11/14/09

I just found this, we had to write a paper on paradigms.



Melanie Moors

Larance

English 101

1 September 2005

Paradigm

Dingy hands pounded away at leather stretched over wood. Smudged face held cracked lips that opened and closed with each deep resonating sound. Notes that twang and pound away pieces of hearts of persons standing close enough to hear, but refusing to see. Typical tattoo green illustrates age of man tanned and weathered. Preaching as he sings, each note a syllable of wisdom, something so deep that passerby used excuse of his state of poverty to dismiss words of insight. Grimy knotted locks of hair swung with rhythm of remarkable beat. Sitting in sand with the sea breeze filling his voice with salty roughness, his appearance matches that of his temporary home.
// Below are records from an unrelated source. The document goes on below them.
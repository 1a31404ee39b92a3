//! Bitcoin price sources: CoinGecko first, Binance as fallback.

use serde_json::{Map, Value};

use super::{ProviderId, Source, number};
use crate::config::Endpoints;

/// Sources for a bitcoin price in `currency`, in priority order.
pub fn sources(endpoints: &Endpoints, currency: &str) -> Vec<Source> {
    vec![
        Source::new(ProviderId::CoinGecko, &endpoints.coingecko)
            .param("ids", "bitcoin")
            .param("vs_currencies", currency.to_lowercase()),
        Source::new(ProviderId::Binance, &endpoints.binance)
            .param("symbol", format!("BTC{}", currency.to_uppercase())),
    ]
}

/// Price reported by `provider`, or 0 when the field is missing or the
/// provider does not serve prices.
pub fn extract_price(provider: ProviderId, body: &Map<String, Value>, currency: &str) -> f64 {
    let value = match provider {
        // {"bitcoin": {"usd": 43000.5}}
        ProviderId::CoinGecko => body
            .get("bitcoin")
            .and_then(|coin| coin.get(currency.to_lowercase())),
        // {"symbol": "BTCUSDT", "price": "43000.50000000"}
        ProviderId::Binance => body.get("price"),
        ProviderId::OpenMeteo
        | ProviderId::Wttr
        | ProviderId::ExchangeRateApi
        | ProviderId::Frankfurter => None,
    };

    value.and_then(number).unwrap_or(0.0)
}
Why did he choose to settle here? His feet have known so many roads, so many tracks, so many beaches and yards and lots. This man has no home, no food, no car, and no telephone. For as much he lacks monetarily he makes up with heart. As dingy as his hands and home can get the clear clean beat rings true to ears even if eyes cannot bear to watch. His knowledge is so vast, and he chooses to sit in paucity on the hot sand with holes in his shirt and rips in his shorts. His home is a sleeping bag over a bench, complete with gum stuck to seat and obscenities carved into the back. It shames the crowd. His bucket placed in front of him holds a battered sign that reads, “I would prefer food.” His only friends are those who have been given a similar fate, but not by choice. “Case Poverty” as Dr. Galbraith is quoted in Dwight Macdonald’s 1963 article in the New Yorker, where this type of poverty is “related to characteristics of individuals so afflicted


as mental deficiency, bad health, inability to adapt to modern life…alcohol and insufficient education.” (Ferman 7). He does not posses any of the above stated causes of poverty. Unlike his comrades in homelessness, he chose this path.

He has not lost his wits like so many of the other transients that grace the sidewalks. He very much knows everything that is going on. The year is 1971, and He is pushing 50. His grasp on the times, his awareness of the present, past and future far surpasses his peers and juniors. He is well aware of the fact that most of the people here share is views on the War. He conscious that this is the most people he can easily make an impression on. He would not be welcome in the hip coffee shop across the way. He would not be paid any attention if he sat anywhere but here, where the itinerant seem to roam free. He spits out truths with the audacity to call out to the women and men strolling by. Reluctantly they listen, but they cannot watch. People come here to witness free speech of the outcast. Even if his place of residence has no mailbox attached, his roof is an awning and his bed has been transformed from seating accommodations, this is where he is needed; this is where he will be heard.

His paradigm on his world is completely shifted compared to the other people walking by. They have turned luxuries into necessities and by creating a bigger want, creating a bigger void needing to be filled with materialistic objects. They go home to color TV’s, he watches the people go by, he paints pictures of the sun setting over the ocean on a clear day. They drive automobiles to the store and to parks, his legs are lean and his feet constantly soiled from travel on foot. They eat dinner on coffee tables in spotless living rooms. He sits in a circle of dirt and eats fruit out of his hands. Theirs world is a home as big as possible, with seven feet tall refrigerators, telephones, neighbors, and lawns. His is a world of simplicity, a drum, dirt and a sleeping bag. He is


completely satisfied with his habitat of sticky afternoons, halitosis, windy nights and sunny days. Dirt and grime fill his every pore, stuck in his hair, and will never be washed out of age-old clothes.

Tonight, he will lay his head down for a welcomed rest this evening on his bench, he will be content with smelling of weeks old body odor. He will be comfortable with the sand in his shorts and sleeping bag, His cracks in his lips will ache and his hands will throb with a day of music. He will be happy with where he is, not asking for anything more than to wake up to his pile of sand, his bucket, his drum, and his audience.